## Task details
Working through the lines below, return each one that holds "must".

Given records START

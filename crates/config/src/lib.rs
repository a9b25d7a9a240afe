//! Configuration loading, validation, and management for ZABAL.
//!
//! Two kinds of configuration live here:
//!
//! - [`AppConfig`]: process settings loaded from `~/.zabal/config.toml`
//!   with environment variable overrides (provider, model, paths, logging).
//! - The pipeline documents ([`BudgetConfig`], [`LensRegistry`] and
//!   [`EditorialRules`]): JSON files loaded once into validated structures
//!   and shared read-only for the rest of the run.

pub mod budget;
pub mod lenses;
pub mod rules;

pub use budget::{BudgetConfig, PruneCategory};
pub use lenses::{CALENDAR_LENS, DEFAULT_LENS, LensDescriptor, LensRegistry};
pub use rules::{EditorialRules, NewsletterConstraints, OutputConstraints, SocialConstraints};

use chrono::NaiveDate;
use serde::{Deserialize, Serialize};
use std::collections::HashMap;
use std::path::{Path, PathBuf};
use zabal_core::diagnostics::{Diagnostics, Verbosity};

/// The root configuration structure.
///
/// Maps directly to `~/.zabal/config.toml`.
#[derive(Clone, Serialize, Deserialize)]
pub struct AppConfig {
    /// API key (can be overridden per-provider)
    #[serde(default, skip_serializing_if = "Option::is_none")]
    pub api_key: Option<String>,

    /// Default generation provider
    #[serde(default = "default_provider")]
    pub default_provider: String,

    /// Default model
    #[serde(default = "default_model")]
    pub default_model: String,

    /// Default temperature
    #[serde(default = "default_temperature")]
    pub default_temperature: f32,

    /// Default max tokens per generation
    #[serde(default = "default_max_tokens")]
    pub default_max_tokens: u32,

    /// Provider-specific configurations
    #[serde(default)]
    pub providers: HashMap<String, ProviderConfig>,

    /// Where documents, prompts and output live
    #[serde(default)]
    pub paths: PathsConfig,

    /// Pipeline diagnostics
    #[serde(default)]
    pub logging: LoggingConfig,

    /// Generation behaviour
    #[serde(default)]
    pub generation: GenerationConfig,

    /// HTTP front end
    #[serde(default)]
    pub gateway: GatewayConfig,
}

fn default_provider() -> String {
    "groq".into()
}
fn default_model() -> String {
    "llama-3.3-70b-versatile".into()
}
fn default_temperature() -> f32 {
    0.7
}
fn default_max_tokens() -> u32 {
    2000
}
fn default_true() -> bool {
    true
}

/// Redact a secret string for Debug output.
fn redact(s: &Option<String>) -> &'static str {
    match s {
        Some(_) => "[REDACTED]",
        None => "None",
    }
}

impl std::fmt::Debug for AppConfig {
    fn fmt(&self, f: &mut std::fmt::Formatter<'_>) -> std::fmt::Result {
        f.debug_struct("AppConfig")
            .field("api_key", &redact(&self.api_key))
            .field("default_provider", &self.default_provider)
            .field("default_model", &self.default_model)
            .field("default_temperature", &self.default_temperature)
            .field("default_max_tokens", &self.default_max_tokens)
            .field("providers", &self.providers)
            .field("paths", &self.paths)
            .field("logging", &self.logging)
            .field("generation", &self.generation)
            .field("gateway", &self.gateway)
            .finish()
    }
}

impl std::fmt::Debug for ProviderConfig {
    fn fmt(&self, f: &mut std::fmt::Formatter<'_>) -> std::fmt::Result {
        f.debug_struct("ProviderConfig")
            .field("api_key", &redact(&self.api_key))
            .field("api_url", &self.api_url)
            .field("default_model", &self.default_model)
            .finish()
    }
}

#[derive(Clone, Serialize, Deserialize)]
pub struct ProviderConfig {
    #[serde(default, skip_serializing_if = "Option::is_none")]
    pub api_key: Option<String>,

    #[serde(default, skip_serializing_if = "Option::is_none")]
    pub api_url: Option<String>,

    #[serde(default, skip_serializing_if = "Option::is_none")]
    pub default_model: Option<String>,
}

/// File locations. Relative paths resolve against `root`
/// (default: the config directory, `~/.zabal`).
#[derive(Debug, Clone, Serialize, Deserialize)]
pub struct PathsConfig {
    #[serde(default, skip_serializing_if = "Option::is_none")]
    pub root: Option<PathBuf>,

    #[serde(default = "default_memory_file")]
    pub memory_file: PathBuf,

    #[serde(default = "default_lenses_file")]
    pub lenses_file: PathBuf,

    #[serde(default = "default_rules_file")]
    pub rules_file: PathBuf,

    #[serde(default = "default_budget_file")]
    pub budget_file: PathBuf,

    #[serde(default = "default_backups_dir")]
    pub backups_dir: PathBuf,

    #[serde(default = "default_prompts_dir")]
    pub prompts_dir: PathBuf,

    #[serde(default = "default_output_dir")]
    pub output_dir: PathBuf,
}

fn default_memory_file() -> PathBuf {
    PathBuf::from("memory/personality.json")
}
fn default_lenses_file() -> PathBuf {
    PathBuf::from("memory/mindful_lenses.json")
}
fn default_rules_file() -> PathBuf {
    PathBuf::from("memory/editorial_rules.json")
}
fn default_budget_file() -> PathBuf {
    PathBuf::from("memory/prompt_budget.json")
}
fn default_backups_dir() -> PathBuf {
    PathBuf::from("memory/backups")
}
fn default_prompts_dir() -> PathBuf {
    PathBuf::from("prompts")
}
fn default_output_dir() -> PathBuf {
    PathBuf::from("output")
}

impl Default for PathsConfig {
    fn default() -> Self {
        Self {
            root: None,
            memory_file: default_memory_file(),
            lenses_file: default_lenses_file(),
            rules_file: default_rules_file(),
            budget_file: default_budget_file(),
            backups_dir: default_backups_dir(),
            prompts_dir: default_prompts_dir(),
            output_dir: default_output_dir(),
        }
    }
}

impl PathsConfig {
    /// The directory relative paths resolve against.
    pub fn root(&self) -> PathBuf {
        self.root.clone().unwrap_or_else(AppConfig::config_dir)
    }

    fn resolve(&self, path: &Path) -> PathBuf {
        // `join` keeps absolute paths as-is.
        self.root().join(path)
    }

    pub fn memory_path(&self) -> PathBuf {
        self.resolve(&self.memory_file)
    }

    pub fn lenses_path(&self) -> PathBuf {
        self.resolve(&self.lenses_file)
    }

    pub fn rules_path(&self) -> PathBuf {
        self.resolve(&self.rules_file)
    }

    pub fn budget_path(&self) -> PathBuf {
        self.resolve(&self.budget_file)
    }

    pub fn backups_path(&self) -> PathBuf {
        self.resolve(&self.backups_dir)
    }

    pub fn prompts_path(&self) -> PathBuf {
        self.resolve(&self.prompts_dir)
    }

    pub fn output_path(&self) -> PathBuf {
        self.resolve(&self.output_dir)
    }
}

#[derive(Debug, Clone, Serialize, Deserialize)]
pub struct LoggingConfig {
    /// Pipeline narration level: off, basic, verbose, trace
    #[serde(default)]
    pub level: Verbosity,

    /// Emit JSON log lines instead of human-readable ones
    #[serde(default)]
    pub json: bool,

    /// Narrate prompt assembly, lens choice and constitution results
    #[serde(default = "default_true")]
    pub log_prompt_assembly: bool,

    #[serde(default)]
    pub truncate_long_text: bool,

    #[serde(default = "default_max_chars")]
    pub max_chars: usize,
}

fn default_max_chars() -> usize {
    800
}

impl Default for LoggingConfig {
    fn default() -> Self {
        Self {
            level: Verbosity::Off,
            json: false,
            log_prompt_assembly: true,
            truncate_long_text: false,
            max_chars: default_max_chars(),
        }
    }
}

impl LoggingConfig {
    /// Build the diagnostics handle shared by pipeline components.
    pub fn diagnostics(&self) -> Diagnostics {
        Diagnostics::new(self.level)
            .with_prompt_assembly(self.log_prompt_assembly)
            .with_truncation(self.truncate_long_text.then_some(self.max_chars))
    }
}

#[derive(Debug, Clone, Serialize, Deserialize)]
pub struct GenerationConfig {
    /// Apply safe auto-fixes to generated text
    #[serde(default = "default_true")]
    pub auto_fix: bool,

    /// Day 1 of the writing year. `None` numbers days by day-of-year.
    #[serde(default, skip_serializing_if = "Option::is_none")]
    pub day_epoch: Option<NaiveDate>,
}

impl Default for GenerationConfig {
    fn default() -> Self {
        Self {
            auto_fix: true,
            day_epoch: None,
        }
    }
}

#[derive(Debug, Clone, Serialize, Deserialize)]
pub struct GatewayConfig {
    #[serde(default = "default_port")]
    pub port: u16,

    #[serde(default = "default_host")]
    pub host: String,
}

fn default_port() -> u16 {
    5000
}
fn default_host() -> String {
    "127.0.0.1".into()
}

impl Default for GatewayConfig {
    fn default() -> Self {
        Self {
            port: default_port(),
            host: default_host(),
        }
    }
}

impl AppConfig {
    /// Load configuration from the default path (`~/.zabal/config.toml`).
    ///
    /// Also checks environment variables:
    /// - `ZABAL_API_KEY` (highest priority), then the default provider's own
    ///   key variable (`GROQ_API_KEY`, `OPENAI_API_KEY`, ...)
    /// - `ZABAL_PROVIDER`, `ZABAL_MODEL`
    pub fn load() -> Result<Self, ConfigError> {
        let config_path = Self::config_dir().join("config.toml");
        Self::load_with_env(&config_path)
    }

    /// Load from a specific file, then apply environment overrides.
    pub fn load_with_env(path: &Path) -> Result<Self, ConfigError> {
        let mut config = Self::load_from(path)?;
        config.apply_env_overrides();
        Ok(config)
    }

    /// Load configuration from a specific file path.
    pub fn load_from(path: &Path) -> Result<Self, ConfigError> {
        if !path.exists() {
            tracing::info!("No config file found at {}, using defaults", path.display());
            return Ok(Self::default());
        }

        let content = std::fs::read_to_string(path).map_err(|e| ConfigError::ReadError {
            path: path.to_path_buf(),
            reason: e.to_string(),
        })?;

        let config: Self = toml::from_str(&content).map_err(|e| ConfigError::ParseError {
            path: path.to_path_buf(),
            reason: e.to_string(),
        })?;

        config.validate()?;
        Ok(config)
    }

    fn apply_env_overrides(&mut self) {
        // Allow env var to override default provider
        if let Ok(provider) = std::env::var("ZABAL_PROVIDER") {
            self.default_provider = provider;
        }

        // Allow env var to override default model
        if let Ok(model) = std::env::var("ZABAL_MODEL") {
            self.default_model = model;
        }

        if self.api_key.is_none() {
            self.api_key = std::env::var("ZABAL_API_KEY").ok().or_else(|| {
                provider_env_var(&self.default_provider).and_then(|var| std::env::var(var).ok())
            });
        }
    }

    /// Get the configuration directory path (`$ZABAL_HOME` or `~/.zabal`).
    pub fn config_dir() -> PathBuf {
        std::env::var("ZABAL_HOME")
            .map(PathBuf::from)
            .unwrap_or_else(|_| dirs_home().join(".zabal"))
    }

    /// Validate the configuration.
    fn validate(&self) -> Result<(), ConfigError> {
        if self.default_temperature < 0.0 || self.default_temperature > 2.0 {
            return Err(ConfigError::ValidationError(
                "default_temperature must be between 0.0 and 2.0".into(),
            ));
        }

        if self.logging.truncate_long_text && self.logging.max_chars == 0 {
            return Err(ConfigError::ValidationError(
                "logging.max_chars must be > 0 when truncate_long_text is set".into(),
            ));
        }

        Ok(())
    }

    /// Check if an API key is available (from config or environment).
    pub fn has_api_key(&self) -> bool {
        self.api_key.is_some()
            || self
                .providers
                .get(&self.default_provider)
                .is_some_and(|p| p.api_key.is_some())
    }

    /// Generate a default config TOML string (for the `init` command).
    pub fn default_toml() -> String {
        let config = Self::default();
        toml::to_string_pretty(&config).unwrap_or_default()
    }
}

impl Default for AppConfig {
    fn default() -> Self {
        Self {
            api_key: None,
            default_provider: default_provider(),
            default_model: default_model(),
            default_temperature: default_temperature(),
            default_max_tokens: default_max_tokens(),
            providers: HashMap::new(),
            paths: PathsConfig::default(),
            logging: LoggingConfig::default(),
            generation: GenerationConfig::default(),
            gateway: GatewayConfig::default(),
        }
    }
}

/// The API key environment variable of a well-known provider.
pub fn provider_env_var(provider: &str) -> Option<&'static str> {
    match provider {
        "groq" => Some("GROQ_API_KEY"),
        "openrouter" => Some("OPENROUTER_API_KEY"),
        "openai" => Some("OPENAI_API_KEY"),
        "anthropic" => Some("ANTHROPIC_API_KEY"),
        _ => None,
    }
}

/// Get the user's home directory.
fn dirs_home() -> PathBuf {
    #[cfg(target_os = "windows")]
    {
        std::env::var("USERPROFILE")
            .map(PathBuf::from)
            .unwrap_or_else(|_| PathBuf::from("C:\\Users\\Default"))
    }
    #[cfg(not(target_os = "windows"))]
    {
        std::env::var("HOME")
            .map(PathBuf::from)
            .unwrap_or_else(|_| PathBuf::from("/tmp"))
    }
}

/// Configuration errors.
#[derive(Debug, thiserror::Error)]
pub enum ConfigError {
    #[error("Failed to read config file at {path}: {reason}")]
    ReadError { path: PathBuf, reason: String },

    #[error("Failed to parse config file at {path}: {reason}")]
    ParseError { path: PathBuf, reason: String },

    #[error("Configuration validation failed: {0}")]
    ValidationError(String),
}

Given records END
Given records START

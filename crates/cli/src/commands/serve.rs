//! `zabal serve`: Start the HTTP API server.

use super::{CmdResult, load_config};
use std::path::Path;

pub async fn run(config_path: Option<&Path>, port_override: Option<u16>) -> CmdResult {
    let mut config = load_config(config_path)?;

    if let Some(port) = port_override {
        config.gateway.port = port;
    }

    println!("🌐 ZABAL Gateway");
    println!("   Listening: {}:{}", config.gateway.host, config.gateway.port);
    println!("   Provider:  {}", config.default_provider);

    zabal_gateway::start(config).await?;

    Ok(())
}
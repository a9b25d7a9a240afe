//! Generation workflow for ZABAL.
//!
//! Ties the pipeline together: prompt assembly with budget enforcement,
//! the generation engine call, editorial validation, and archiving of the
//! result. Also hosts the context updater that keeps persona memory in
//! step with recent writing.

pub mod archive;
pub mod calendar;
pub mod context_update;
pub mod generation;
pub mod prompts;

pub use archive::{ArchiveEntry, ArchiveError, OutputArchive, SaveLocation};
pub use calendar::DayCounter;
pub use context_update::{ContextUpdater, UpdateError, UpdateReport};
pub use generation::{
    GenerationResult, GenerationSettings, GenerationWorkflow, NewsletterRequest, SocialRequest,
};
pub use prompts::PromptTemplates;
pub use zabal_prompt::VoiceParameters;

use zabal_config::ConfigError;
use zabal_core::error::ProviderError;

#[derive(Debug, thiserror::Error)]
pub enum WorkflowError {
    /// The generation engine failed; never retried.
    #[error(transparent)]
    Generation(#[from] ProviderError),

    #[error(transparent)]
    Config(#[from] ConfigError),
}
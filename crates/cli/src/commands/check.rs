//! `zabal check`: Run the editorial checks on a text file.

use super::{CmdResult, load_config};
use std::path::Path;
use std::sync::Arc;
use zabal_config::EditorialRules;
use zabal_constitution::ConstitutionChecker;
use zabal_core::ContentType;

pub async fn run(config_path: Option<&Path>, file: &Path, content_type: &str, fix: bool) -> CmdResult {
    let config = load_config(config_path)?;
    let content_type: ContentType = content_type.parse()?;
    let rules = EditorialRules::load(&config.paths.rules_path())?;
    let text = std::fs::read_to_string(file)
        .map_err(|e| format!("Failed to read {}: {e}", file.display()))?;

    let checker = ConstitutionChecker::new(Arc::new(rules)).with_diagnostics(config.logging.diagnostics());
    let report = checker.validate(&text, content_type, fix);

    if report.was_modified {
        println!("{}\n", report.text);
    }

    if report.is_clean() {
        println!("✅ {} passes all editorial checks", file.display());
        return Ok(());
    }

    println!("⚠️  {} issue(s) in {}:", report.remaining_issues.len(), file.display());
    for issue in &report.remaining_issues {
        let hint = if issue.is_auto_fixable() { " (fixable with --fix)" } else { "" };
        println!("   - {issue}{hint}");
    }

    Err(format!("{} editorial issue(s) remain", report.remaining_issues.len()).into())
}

Given records END
Given records START

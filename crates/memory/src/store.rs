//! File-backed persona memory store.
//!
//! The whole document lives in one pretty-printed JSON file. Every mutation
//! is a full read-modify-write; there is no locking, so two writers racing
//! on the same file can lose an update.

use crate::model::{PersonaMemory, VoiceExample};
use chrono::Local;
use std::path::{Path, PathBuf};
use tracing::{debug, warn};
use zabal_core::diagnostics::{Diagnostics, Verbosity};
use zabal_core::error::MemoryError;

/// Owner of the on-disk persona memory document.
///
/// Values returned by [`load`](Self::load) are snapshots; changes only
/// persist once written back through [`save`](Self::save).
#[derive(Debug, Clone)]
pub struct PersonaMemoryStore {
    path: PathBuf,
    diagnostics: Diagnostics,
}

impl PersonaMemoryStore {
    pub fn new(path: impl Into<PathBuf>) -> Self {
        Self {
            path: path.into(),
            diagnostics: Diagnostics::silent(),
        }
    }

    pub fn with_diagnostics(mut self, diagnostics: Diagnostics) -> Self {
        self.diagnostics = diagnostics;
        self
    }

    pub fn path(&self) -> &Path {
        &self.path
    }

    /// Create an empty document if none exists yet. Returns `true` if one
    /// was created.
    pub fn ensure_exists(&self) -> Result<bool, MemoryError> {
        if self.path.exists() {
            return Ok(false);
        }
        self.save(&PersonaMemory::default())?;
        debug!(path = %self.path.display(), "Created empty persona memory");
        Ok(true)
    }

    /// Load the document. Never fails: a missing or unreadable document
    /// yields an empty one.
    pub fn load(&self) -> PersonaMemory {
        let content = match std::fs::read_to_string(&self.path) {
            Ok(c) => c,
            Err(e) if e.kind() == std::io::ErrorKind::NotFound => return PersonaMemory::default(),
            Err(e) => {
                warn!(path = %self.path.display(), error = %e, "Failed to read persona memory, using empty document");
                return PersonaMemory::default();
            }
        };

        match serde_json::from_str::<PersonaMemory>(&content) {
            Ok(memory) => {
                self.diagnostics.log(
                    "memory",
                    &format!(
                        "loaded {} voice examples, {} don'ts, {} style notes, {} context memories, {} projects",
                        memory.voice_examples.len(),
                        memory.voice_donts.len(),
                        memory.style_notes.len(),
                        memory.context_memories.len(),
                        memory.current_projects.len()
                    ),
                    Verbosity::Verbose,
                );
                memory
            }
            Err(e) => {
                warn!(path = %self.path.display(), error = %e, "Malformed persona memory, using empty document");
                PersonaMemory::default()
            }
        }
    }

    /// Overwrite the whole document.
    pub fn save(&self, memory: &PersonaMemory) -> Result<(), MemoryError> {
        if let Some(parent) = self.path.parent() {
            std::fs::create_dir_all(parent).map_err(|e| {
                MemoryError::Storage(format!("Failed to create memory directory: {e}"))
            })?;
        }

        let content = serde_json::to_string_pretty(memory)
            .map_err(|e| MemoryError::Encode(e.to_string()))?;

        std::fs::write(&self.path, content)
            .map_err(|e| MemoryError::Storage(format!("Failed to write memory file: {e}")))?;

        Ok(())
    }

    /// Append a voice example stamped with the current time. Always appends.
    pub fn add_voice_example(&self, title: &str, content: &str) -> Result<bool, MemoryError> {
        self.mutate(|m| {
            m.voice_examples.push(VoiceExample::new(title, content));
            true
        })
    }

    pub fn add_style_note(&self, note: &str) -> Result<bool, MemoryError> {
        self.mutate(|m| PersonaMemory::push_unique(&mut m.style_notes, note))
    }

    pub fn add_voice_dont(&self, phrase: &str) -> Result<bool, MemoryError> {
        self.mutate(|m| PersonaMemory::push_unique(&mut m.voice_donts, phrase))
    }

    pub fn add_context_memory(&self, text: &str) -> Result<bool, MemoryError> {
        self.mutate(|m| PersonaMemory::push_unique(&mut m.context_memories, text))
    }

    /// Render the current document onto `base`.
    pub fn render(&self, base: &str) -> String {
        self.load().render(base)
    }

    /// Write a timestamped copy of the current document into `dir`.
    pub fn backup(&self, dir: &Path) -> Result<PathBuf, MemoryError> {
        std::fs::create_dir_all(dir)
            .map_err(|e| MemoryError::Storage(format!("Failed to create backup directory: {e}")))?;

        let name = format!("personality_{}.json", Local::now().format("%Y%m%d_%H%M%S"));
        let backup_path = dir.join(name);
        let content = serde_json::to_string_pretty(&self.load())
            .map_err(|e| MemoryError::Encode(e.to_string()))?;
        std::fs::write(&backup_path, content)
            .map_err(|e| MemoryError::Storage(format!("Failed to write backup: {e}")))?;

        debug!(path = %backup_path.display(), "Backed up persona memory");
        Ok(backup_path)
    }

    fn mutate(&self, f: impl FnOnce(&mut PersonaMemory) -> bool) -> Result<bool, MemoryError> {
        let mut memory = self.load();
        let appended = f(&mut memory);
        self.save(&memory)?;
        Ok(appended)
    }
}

Given records END

## Finished task
                "default_temperature must be between 0.0 and 2.0".into(),
                "logging.max_chars must be > 0 when truncate_long_text is set".into(),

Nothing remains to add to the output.